Across the lines of the records below, how many have the string "Debug" in them? Answer with the number alone.

--- Stored data entries ---
_ _ _

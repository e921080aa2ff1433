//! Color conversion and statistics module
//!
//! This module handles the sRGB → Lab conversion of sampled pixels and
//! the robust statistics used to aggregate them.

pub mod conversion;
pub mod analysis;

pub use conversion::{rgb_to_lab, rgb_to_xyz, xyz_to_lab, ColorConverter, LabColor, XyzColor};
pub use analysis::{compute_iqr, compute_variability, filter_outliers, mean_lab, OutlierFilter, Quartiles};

_ _ _

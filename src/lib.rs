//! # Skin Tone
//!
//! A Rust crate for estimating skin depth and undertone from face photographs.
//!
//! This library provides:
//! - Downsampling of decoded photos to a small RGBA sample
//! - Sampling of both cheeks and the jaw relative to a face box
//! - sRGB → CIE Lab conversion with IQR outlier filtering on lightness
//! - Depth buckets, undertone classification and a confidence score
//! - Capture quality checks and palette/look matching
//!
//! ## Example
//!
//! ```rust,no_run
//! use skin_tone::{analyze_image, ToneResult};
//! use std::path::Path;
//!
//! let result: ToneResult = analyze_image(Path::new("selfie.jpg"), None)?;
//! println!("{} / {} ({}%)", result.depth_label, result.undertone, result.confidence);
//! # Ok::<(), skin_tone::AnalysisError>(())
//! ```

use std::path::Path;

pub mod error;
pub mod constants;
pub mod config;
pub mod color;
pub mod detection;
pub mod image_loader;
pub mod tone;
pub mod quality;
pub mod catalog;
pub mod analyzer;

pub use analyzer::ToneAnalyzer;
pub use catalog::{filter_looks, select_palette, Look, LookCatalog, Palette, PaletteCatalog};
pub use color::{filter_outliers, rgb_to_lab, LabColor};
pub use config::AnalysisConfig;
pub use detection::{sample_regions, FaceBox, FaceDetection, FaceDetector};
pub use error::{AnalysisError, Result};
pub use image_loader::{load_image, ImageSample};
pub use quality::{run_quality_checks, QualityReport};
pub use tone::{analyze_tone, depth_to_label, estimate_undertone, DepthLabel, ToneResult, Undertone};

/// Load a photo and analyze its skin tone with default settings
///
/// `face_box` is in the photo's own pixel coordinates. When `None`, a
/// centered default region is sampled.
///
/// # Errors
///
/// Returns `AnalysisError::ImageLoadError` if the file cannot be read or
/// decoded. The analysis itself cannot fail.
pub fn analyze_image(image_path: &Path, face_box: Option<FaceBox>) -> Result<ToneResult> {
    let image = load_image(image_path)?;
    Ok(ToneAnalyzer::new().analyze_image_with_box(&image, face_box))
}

_ _ _

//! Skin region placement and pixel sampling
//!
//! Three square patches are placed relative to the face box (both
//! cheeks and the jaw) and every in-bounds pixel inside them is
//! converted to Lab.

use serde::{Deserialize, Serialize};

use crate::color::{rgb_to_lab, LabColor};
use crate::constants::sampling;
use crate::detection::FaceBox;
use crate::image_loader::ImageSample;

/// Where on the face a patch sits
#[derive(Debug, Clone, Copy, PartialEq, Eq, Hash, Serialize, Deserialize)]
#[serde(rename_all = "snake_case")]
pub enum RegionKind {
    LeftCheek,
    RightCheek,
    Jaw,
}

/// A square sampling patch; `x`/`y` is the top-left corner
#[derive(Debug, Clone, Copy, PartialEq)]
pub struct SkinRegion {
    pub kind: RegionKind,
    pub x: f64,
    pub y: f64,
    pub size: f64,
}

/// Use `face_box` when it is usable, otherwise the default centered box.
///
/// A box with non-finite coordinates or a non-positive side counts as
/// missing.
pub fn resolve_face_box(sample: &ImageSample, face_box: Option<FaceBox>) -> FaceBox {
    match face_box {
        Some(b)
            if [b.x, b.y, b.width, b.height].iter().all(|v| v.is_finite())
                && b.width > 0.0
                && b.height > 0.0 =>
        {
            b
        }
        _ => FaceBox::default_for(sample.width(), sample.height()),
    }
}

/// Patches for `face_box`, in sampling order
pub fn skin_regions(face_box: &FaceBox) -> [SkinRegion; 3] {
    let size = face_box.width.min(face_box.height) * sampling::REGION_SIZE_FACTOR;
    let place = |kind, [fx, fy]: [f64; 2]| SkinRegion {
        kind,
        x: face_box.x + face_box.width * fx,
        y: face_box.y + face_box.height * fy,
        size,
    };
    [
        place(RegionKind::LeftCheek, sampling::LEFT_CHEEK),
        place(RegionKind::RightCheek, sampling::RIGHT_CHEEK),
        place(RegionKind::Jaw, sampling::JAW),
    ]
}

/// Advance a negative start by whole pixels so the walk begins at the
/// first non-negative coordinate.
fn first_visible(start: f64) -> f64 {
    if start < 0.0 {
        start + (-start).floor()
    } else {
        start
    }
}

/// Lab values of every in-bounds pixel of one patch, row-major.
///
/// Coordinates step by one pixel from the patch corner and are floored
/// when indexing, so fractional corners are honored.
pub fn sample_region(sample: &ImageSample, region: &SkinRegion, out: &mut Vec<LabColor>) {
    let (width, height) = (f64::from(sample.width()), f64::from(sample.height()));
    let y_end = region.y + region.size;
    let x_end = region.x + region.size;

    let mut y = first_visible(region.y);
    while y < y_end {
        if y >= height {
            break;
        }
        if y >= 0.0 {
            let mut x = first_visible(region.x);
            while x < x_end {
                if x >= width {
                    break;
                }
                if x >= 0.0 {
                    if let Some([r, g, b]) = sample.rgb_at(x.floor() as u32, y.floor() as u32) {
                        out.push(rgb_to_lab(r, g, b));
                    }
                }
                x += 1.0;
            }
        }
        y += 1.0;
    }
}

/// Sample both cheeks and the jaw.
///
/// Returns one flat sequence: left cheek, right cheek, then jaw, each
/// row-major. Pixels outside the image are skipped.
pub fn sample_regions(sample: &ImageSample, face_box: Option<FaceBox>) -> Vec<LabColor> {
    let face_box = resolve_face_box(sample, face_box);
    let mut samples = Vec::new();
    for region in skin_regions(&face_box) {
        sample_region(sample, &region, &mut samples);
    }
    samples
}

_ _ _

--- Answer space ---
2